Although Diamang could do little to prevent workers who were determined to injure themselves from doing so, it did try to reduce the number of workers who consciously allowed minor injuries to worsen in the hopes of securing a medical absence. A company document from 1971 spelled out both the problem and Diamang’s solution:

Some ailments that cause long stays in the hospital were originally only small injuries. These are attributable to the carelessness and short-sightedness of some workers, who minimise these injuries and at times even try to hide them(…). At lunch time, the mine boss and nurse will inspect all the workers, registering in a book the presence of those with injuries. All those with injuries will be placed in a separate formation and will receive a number, corresponding to the number written in the register of injuries. Only after this will he be served the meal. All workers with injuries will go to the first aid post to receive treatment …Before leaving the mine, the boss will verify if all those requiring treatment received it.Footnote 67

Final Encounters: ‘Repatriation’

The first stop for most contratados returning home, or undergoing ‘repatriation’, as the company referred to this journey back, was Dundo. Unlike when they first passed through the company’s headquarters, departing workers rarely performed tasks while there. Instead, they simply waited to collect rations for the journey and set out on foot or on company trucks.

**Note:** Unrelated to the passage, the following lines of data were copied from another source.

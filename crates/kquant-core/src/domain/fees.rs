//! KRX 수수료/세금 계산기.
//!
//! 수수료율 카탈로그는 코드가 아닌 데이터입니다. 시장별 기본값:
//!
//! | 시장 | 위탁 수수료 (양방향) | 거래세 (매도) | 농특세 (거래세 대비, 매도) |
//! |---|---|---|---|
//! | KOSPI/KOSDAQ | 0.015% | 0.23% | 15% |
//! | KONEX | 0.015% | 0.10% | 15% |
//!
//! 모든 비용 구성 요소는 원 단위로 반올림(0.5 올림)합니다.

use crate::domain::market::Market;
use crate::types::{Amount, DecimalExt, Percent, Price, Shares};
use rust_decimal::prelude::ToPrimitive;
use rust_decimal::Decimal;
use rust_decimal_macros::dec;
use serde::{Deserialize, Serialize};

/// 시장별 수수료 구조.
#[derive(Debug, Clone, Serialize, Deserialize)]
pub struct FeeStructure {
    /// 위탁 수수료율 (%, 양방향)
    pub commission_rate: Percent,
    /// 최소 수수료 (KRW)
    pub min_commission: Amount,
    /// 증권거래세율 (%, 매도만)
    pub transaction_tax_rate: Percent,
    /// 농어촌특별세율 (거래세 대비 %, 매도만)
    pub agri_fish_tax_rate: Percent,
}

impl FeeStructure {
    /// 시장별 표준 수수료 구조를 반환합니다.
    pub fn standard(market: Market) -> Self {
        match market {
            Market::Kospi | Market::Kosdaq => Self {
                commission_rate: dec!(0.015),
                min_commission: Decimal::ZERO,
                transaction_tax_rate: dec!(0.23),
                agri_fish_tax_rate: dec!(15),
            },
            Market::Konex => Self {
                commission_rate: dec!(0.015),
                min_commission: Decimal::ZERO,
                transaction_tax_rate: dec!(0.10),
                agri_fish_tax_rate: dec!(15),
            },
        }
    }
}

/// 거래 비용 명세.
#[derive(Debug, Clone, Serialize, Deserialize)]
pub struct TransactionCosts {
    /// 수량
    pub quantity: Shares,
    /// 단가
    pub price: Price,
    /// 매수 여부
    pub is_buy: bool,
    /// 체결 금액 (수량 × 단가)
    pub gross_amount: Amount,
    /// 위탁 수수료
    pub commission: Amount,
    /// 증권거래세
    pub transaction_tax: Amount,
    /// 농어촌특별세
    pub agri_fish_tax: Amount,
}

impl TransactionCosts {
    /// 비용 합계를 반환합니다.
    pub fn total_fees(&self) -> Amount {
        self.commission + self.transaction_tax + self.agri_fish_tax
    }

    /// 비용 반영 금액을 반환합니다.
    ///
    /// 매수: 체결 금액 + 비용 (필요 현금), 매도: 체결 금액 − 비용 (수령 현금).
    pub fn net_amount(&self) -> Amount {
        if self.is_buy {
            self.gross_amount + self.total_fees()
        } else {
            self.gross_amount - self.total_fees()
        }
    }

    /// 비용 포함 유효 단가를 반환합니다.
    pub fn effective_price(&self) -> Price {
        if self.quantity == 0 {
            return Decimal::ZERO;
        }
        self.net_amount() / Decimal::from(self.quantity)
    }
}

/// 왕복 거래 비용 요약.
#[derive(Debug, Clone, Serialize, Deserialize)]
pub struct RoundTripCosts {
    /// 매수 비용
    pub buy: TransactionCosts,
    /// 매도 비용
    pub sell: TransactionCosts,
    /// 총 비용
    pub total_fees: Amount,
    /// 세전 손익
    pub gross_pnl: Amount,
    /// 비용 차감 손익
    pub net_pnl: Amount,
    /// 비용 차감 손익률 (%, 매수 필요 현금 대비)
    pub net_pnl_pct: Percent,
    /// 손익분기 매도 단가
    pub breakeven_price: Price,
}

/// 한국 시장 거래 비용 계산기.
///
/// 신호 생성기가 손익분기 가격 계산에 쓰는 순수 함수 계산기이며,
/// 실행기가 체결 시 동일한 수치를 적용합니다.
#[derive(Debug, Clone)]
pub struct CommissionCalculator {
    fees: FeeStructure,
}

impl CommissionCalculator {
    /// 시장 표준 수수료로 계산기를 생성합니다.
    pub fn for_market(market: Market) -> Self {
        Self {
            fees: FeeStructure::standard(market),
        }
    }

    /// 사용자 정의 수수료 구조로 생성합니다.
    pub fn with_fees(fees: FeeStructure) -> Self {
        Self { fees }
    }

    /// 수수료 구조를 반환합니다.
    pub fn fees(&self) -> &FeeStructure {
        &self.fees
    }

    /// 매수 비용을 계산합니다. 매수에는 거래세가 없습니다.
    pub fn buy_costs(&self, quantity: Shares, price: Price) -> TransactionCosts {
        let gross = price * Decimal::from(quantity);
        TransactionCosts {
            quantity,
            price,
            is_buy: true,
            gross_amount: gross,
            commission: self.commission(gross),
            transaction_tax: Decimal::ZERO,
            agri_fish_tax: Decimal::ZERO,
        }
    }

    /// 매도 비용을 계산합니다.
    pub fn sell_costs(&self, quantity: Shares, price: Price) -> TransactionCosts {
        let gross = price * Decimal::from(quantity);
        let transaction_tax =
            (gross * self.fees.transaction_tax_rate / Decimal::from(100)).round_krw();
        let agri_fish_tax =
            (transaction_tax * self.fees.agri_fish_tax_rate / Decimal::from(100)).round_krw();
        TransactionCosts {
            quantity,
            price,
            is_buy: false,
            gross_amount: gross,
            commission: self.commission(gross),
            transaction_tax,
            agri_fish_tax,
        }
    }

    /// 왕복(매수 후 매도) 비용과 손익을 계산합니다.
    pub fn round_trip(&self, quantity: Shares, buy_price: Price, sell_price: Price) -> RoundTripCosts {
        let buy = self.buy_costs(quantity, buy_price);
        let sell = self.sell_costs(quantity, sell_price);
        let total_fees = buy.total_fees() + sell.total_fees();
        let gross_pnl = (sell_price - buy_price) * Decimal::from(quantity);
        let net_pnl = gross_pnl - total_fees;
        let buy_net = buy.net_amount();
        let net_pnl_pct = if buy_net > Decimal::ZERO {
            (net_pnl / buy_net * Decimal::from(100)).round_percent()
        } else {
            Decimal::ZERO
        };

        RoundTripCosts {
            total_fees,
            gross_pnl,
            net_pnl,
            net_pnl_pct,
            breakeven_price: self.breakeven_price(buy_price),
            buy,
            sell,
        }
    }

    /// 비용을 감안한 손익분기 매도 단가를 계산합니다.
    ///
    /// breakeven = 매수가 × (1 + 매수비율) / (1 − 매도비율)
    pub fn breakeven_price(&self, buy_price: Price) -> Price {
        let hundred = Decimal::from(100);
        let buy_pct = self.fees.commission_rate / hundred;
        let sell_commission_pct = self.fees.commission_rate / hundred;
        let sell_tax_pct = self.fees.transaction_tax_rate / hundred;
        let sell_agri_pct = sell_tax_pct * self.fees.agri_fish_tax_rate / hundred;
        let sell_total_pct = sell_commission_pct + sell_tax_pct + sell_agri_pct;

        (buy_price * (Decimal::ONE + buy_pct) / (Decimal::ONE - sell_total_pct)).round_price()
    }

    /// 가용 현금으로 살 수 있는 최대 수량을 계산합니다 (비용 포함).
    pub fn max_shares_for_cash(&self, available_cash: Amount, price: Price) -> Shares {
        if price <= Decimal::ZERO {
            return 0;
        }
        // 수수료를 근사 반영한 상한에서 시작해 실제 비용으로 보정
        let commission_ratio = self.fees.commission_rate / Decimal::from(100);
        let effective = price * (Decimal::ONE + commission_ratio);
        let mut shares = (available_cash / effective).trunc().to_i64().unwrap_or(0);

        while shares > 0 {
            let costs = self.buy_costs(shares, price);
            if costs.net_amount() <= available_cash {
                break;
            }
            shares -= 1;
        }
        shares.max(0)
    }

    fn commission(&self, gross: Amount) -> Amount {
        let commission = (gross * self.fees.commission_rate / Decimal::from(100)).round_krw();
        commission.max(self.fees.min_commission)
    }
}

#[cfg(test)]
mod tests {
    use super::*;

    #[test]
    fn test_kospi_buy_costs() {
        let calc = CommissionCalculator::for_market(Market::Kospi);
        let costs = calc.buy_costs(10, dec!(70000));

        assert_eq!(costs.gross_amount, dec!(700000));
        assert_eq!(costs.commission, dec!(105));
        assert_eq!(costs.transaction_tax, Decimal::ZERO);
        assert_eq!(costs.net_amount(), dec!(700105));
    }

    #[test]
    fn test_kospi_sell_costs() {
        let calc = CommissionCalculator::for_market(Market::Kospi);
        let costs = calc.sell_costs(10, dec!(75000));

        assert_eq!(costs.commission, dec!(113)); // 112.5 → 113
        assert_eq!(costs.transaction_tax, dec!(1725));
        assert_eq!(costs.agri_fish_tax, dec!(259)); // 258.75 → 259
        assert_eq!(costs.total_fees(), dec!(2097));
    }

    #[test]
    fn test_round_trip_net_pnl() {
        // 매수 10주 @70,000 / 매도 10주 @75,000 (KOSPI)
        let calc = CommissionCalculator::for_market(Market::Kospi);
        let rt = calc.round_trip(10, dec!(70000), dec!(75000));

        assert_eq!(rt.buy.commission, dec!(105));
        assert_eq!(rt.sell.commission, dec!(113));
        assert_eq!(rt.sell.transaction_tax, dec!(1725));
        assert_eq!(rt.sell.agri_fish_tax, dec!(259));
        assert_eq!(rt.total_fees, dec!(2202));
        assert_eq!(rt.gross_pnl, dec!(50000));
        assert_eq!(rt.net_pnl, dec!(47798));
        assert_eq!(rt.net_pnl_pct, dec!(6.8273));
    }

    #[test]
    fn test_round_trip_law_same_price() {
        // 같은 가격으로 사고 팔면 순손익 = -왕복 비용
        let calc = CommissionCalculator::for_market(Market::Kospi);
        let rt = calc.round_trip(10, dec!(70000), dec!(70000));
        assert_eq!(rt.gross_pnl, Decimal::ZERO);
        assert_eq!(rt.net_pnl, -rt.total_fees);
    }

    #[test]
    fn test_konex_lower_tax() {
        let kospi = CommissionCalculator::for_market(Market::Kospi);
        let konex = CommissionCalculator::for_market(Market::Konex);

        let kospi_sell = kospi.sell_costs(100, dec!(10000));
        let konex_sell = konex.sell_costs(100, dec!(10000));

        assert_eq!(kospi_sell.transaction_tax, dec!(2300)); // 0.23%
        assert_eq!(konex_sell.transaction_tax, dec!(1000)); // 0.10%
        assert!(konex_sell.total_fees() < kospi_sell.total_fees());
    }

    #[test]
    fn test_breakeven_above_buy_price() {
        let calc = CommissionCalculator::for_market(Market::Kospi);
        let breakeven = calc.breakeven_price(dec!(70000));
        assert!(breakeven > dec!(70000));
        // 손익분기 가격으로 팔면 손익이 음수가 아니어야 함 (반올림 여유)
        let rt = calc.round_trip(100, dec!(70000), breakeven);
        assert!(rt.net_pnl.abs() < dec!(500));
    }

    #[test]
    fn test_max_shares_for_cash() {
        let calc = CommissionCalculator::for_market(Market::Kospi);
        let shares = calc.max_shares_for_cash(dec!(10000000), dec!(70000));

        // 10,000,000 / 70,000 = 142.8 → 비용 포함 142주
        assert_eq!(shares, 142);
        let costs = calc.buy_costs(shares, dec!(70000));
        assert!(costs.net_amount() <= dec!(10000000));

        // 한 주 더 사면 현금 초과
        let over = calc.buy_costs(shares + 1, dec!(70000));
        assert!(over.net_amount() > dec!(10000000));
    }
}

While gathered in Dundo, workers also underwent a medical examination administered by SSD personnel that was meant to screen for the usual battery of afflictions with which Diamang was concerned, but also to measure any changes in weight experienced by workers over the course of their contracts. In turn, the company employed the largely favourable data generated as evidence to rebut the international claims that increasingly began to materialise in the 1960s and 1970s that workers in Portugal’s colonies were undernourished and/or overworked. If Diamang’s figures are, in fact, accurate, they confirm that most workers were, at the very least, consuming a sufficient number of calories to more or less sustain their overall body weight during their contractual periods in the mines.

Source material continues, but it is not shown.